A team that gets all but two "In" votes gets a berth. A team that receives three or more "under consideration" or "In" votes gets put on the "under consideration" board, listed in alphabetical order, along with teams that won their regular-season conference titles.

In ballpark terms, that typically means 22-27 teams are "In" for 36 at-large spots, with additional at-large spots opening as those "In" teams win their conference tournaments. So the average starting point for discussion is over roughly nine to 14 slots open for at-large teams.

Then, of course, the fun starts. A working list of the top eight teams is pulled from the "under consideration" board, and committee members rank each in a series of votes, with the top four eventually getting into the field. Before the votes to list and rank teams occur, of course, there is discussion, with "team sheets" being put before the committee members to allow them to compare teams' credentials, head-to-head.

Here's an example of a conversation that might take place, adopted from a description from Zaninovich:

Committee member 1: Team X's road record is better, but Team Y's nonconference is better.

Committee member 2: Yeah, but I've seen Team X play.
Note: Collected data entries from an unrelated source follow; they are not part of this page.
//! Transport contract and registry.
//!
//! A transport is a concrete egress for alerts: a route maps its ID to an
//! ordered list of transports, each delivering independently.

pub mod exec;
pub mod webhook;

use std::collections::HashMap;
use std::sync::{Arc, OnceLock};

use async_trait::async_trait;
use serde_json::{Map, Value};
use thiserror::Error;

use crate::alert::Alert;
use crate::params::PluginParams;

/// Transport construction and delivery errors.
#[derive(Debug, Error)]
pub enum TransportError {
    #[error("no such transport type: {0}")]
    UnknownType(String),
    #[error("{transport}: {reason}")]
    Construct { transport: String, reason: String },
    #[error("{transport}: {reason}")]
    Deliver { transport: String, reason: String },
}

impl TransportError {
    pub fn construct(transport: &str, reason: impl ToString) -> Self {
        Self::Construct {
            transport: transport.to_string(),
            reason: reason.to_string(),
        }
    }

    pub fn deliver(transport: &str, reason: impl ToString) -> Self {
        Self::Deliver {
            transport: transport.to_string(),
            reason: reason.to_string(),
        }
    }
}

/// The interface transport plugins implement.
#[async_trait]
pub trait Transport: Send + Sync {
    /// Parameters sufficient to re-construct this transport.
    fn params(&self) -> PluginParams;

    /// A descriptive one-line name for logging.
    fn name(&self) -> String;

    /// Deliver a non-empty batch. A transport may merge the batch into one
    /// notification or send alerts one by one.
    async fn deliver(&self, alerts: &[Alert]) -> Result<(), TransportError>;
}

/// A transport constructor registered for a `type` string.
pub type TransportConstructor =
    fn(&Map<String, Value>) -> Result<Arc<dyn Transport>, TransportError>;

static TRANSPORT_TYPES: OnceLock<HashMap<&'static str, TransportConstructor>> = OnceLock::new();

fn registry() -> &'static HashMap<&'static str, TransportConstructor> {
    TRANSPORT_TYPES.get_or_init(|| {
        let mut m: HashMap<&'static str, TransportConstructor> = HashMap::new();
        m.insert("exec", exec::construct);
        m.insert("webhook", webhook::construct);
        m
    })
}

/// Construct a transport of the given type.
pub fn new_transport(
    kind: &str,
    p: &Map<String, Value>,
) -> Result<Arc<dyn Transport>, TransportError> {
    let ctor = registry()
        .get(kind)
        .ok_or_else(|| TransportError::UnknownType(kind.to_string()))?;
    ctor(p)
}
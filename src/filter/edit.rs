//! `edit` filter: runs a user script against a mutable projection of each
//! matching alert and replaces the alert with the validated result.

use std::sync::Arc;

use async_trait::async_trait;
use rhai::AST;
use serde_json::{Map, Value};

use super::{BaseFilter, Filter, FilterError};
use crate::alert::Alert;
use crate::params::{self, PluginParams};

const FILTER_TYPE: &str = "edit";

#[derive(Debug)]
struct EditFilter {
    base: BaseFilter,
    code: AST,
    orig_code: String,
}

#[async_trait]
impl Filter for EditFilter {
    fn base(&self) -> &BaseFilter {
        &self.base
    }

    fn params(&self) -> PluginParams {
        let mut p = PluginParams::new(FILTER_TYPE);
        p.params
            .insert("code".to_string(), Value::from(self.orig_code.clone()));
        self.base.add_params(&mut p.params);
        p
    }

    async fn process(&self, mut alerts: Vec<Alert>) -> Result<Vec<Alert>, FilterError> {
        for a in alerts.iter_mut() {
            if !self.base.if_alert(a).await? {
                continue;
            }
            *a = self
                .base
                .vm()
                .eval_edit(&self.code, a)
                .map_err(|e| FilterError::process(self.base.id(), e))?;
        }
        Ok(alerts)
    }
}

pub fn construct(id: &str, p: &Map<String, Value>) -> Result<Arc<dyn Filter>, FilterError> {
    let code_src =
        params::req_str(p, "code").map_err(|e| FilterError::construct(id, e))?;

    // Editing operates on one alert at a time; batch mode makes no sense here.
    if params::opt_bool(p, "all")
        .map_err(|e| FilterError::construct(id, e))?
        .unwrap_or(false)
    {
        return Err(FilterError::construct(id, "all is not supported"));
    }

    let base = BaseFilter::init(id, p)?;
    let code = base
        .vm()
        .compile(&code_src)
        .map_err(|e| FilterError::construct(id, format!("code: {e}")))?;

    Ok(Arc::new(EditFilter {
        base,
        code,
        orig_code: code_src,
    }))
}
That team is better than Team Y.

Committee member 3: What does the conference monitor think of Team X?

Committee member 4 (conference monitor): I've seen them play 10 times. They had an injury here [points to red area of team sheet indicating losing streak].

Committee member 2: Let's take down Team X and compare Team Z to Team Y.

At any time during the process, the committee can begin seeding teams, using a "true seeds" list of 1 through 68.

In Zaninovich's experience, feelings don't get hurt, nor do emotions rise during the discussion.